Metadata-Version: 2.1
Name: asker-cli
Version: 0.2.0
Summary: A CLI tool for getting quick answers to programming questions
Home-page: https://github.com/BenyaminDamircheli/Asker
Author: Benyamin Damircheli
Classifier: Programming Language :: Python :: 3
Classifier: License :: OSI Approved :: MIT License
Classifier: Operating System :: OS Independent
Requires-Python: >=3.6
Description-Content-Type: text/markdown

# Asker

As someone who is relatively new to programming, I always forget certain commands that I need in my projects. That's why I built Asker.

Asker is the best way to get command related questions, straight in your terminal/command line.  

Currently, you have to set this up with your own API keys, and the only model provider that is supported is OpenAI (save the API key as an environment variable called `OPENAI_API_KEY` on your machine, see [https://platform.openai.com/docs/quickstart#:~:text=Create%20an%20API%20key%20in,environment%20variable%20in%20your%20terminal]). However it is very easy to add more. Just clone this repository, and add the new model provider clients/classes to the llm.py file, following what I have done with the OpenAI client. These should show up in the config, but you'll have to double check this.

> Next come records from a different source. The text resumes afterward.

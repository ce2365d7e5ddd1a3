//! Effectivity windows.
//!
//! A window bounds the period during which an instance is considered
//! valid. Either bound may be open. The start bound is inclusive and the
//! end bound exclusive, so adjacent windows never overlap.

use crate::{Error, Instant, Result};
use serde::{Deserialize, Serialize};

/// An optional `[start, end)` range of instants.
///
/// `None` on either side means the window is open in that direction.
/// The invariant `start <= end` is enforced on construction and on
/// deserialization.
#[derive(Debug, Clone, Copy, PartialEq, Eq, Hash, Default, Serialize, Deserialize)]
#[serde(try_from = "RawWindow")]
pub struct EffectivityWindow {
    #[serde(skip_serializing_if = "Option::is_none")]
    start: Option<Instant>,
    #[serde(skip_serializing_if = "Option::is_none")]
    end: Option<Instant>,
}

impl EffectivityWindow {
    /// Creates a window, rejecting `start > end`.
    pub fn new(start: Option<Instant>, end: Option<Instant>) -> Result<Self> {
        if let (Some(s), Some(e)) = (start, end) {
            if s > e {
                return Err(Error::InvalidWindow { start: s, end: e });
            }
        }
        Ok(Self { start, end })
    }

    /// A window open on both sides; contains every instant.
    #[must_use]
    pub const fn unbounded() -> Self {
        Self {
            start: None,
            end: None,
        }
    }

    /// A window that opens at `start` and never closes.
    #[must_use]
    pub const fn starting(start: Instant) -> Self {
        Self {
            start: Some(start),
            end: None,
        }
    }

    /// A window that was always open and closes at `end`.
    #[must_use]
    pub const fn ending(end: Instant) -> Self {
        Self {
            start: None,
            end: Some(end),
        }
    }

    /// Returns the inclusive start bound, if any.
    #[must_use]
    pub const fn start(&self) -> Option<Instant> {
        self.start
    }

    /// Returns the exclusive end bound, if any.
    #[must_use]
    pub const fn end(&self) -> Option<Instant> {
        self.end
    }

    /// Returns true if `instant` falls inside the window.
    #[must_use]
    pub fn contains(&self, instant: Instant) -> bool {
        let after_start = self.start.is_none_or(|s| instant >= s);
        let before_end = self.end.is_none_or(|e| instant < e);
        after_start && before_end
    }

    /// Returns true if the window excludes `instant`.
    #[must_use]
    pub fn excludes(&self, instant: Instant) -> bool {
        !self.contains(instant)
    }
}

#[derive(Deserialize)]
struct RawWindow {
    #[serde(default)]
    start: Option<Instant>,
    #[serde(default)]
    end: Option<Instant>,
}

impl TryFrom<RawWindow> for EffectivityWindow {
    type Error = Error;

    fn try_from(raw: RawWindow) -> Result<Self> {
        Self::new(raw.start, raw.end)
    }
}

However, this means that this tool unfortunately costs money, but it is still useful and you'll only be charged a small fraction of a cent per question (depending on the model you use).

# How to use

Asker is super simple to use, just invoke it from the command line and ask a question as follows:

```
>>> ask how to create a python virtual environment
Asker using OpenAI
1. python3 -m venv myenv - Creates a new virtual environment named 'myenv'.
2. source myenv/bin/activate - Activates the virtual environment.
3. deactivate - Deactivates the virtual environment.
```

Here are a couple more examples:

```
>>> ask how to convert video to audio using ffmpeg
Asker using OpenAI
1. ffmpeg -i input.mp4 output.mp3 - Converts video file to audio file.
```

```
>>> ask How do I convert image size in ffmpeg
Asker using OpenAI
1. ffmpeg -i input.jpg -filter:v scale=h=1024 output.jpg - Resizes the image to a height of 1024 pixels.
2. ffmpeg -i input.jpg -filter:v scale=w:h=1:1 output.jpg - Resizes image to width and height that are equal
3. ffmpeg -i input.jpg -filter:v scale=force_original output.jpg - Preserving original aspect ratio.
```

# Commands

## Built in commands

- prev: Shows the results from the previous question.
- --clear: Clears the history
- --version: Shows Asker version
- --model: Shows the model being used (for now always OpenAI)
- --help: Shows this help message

## Running commands

Commands can be run by entering the number of the command you want to run. For example:

```
>>> ask How do I convert image size in ffmpeg
Asker using OpenAI
1. ffmpeg -i input.jpg -filter:v scale=h=1024 output.jpg - Resizes the image to a height of 1024 pixels.
2. ffmpeg -i input.jpg -filter:v scale=w:h=1:1 output.jpg - Resizes image to width and height that are equal
3. ffmpeg -i input.jpg -filter:v scale=force_original output.jpg - Preserving original aspect ratio.

>>> ask 2
Running command: ffmpeg -i input.jpg -filter:v scale=w:h=1:1 output.jpg
<result shows up here if there is one>
```

# Things I may add in the future

- [ ] Add more model providers (you could do this yourself)
- [ ] Add favourites - saved commands you'd want to use and can invoke, similar to running commands regularly.

I also think that the next evolution of something like this is a way to get LLMs to control your computer and automate much of this stuff for you based on prompts. For example, you could ask a sytsem: "can you convert the word documents in my writing folder into pdfs?" Obviously this is very different to what asker is, but it would be something cool to look into in the future. For now Asker is just fine.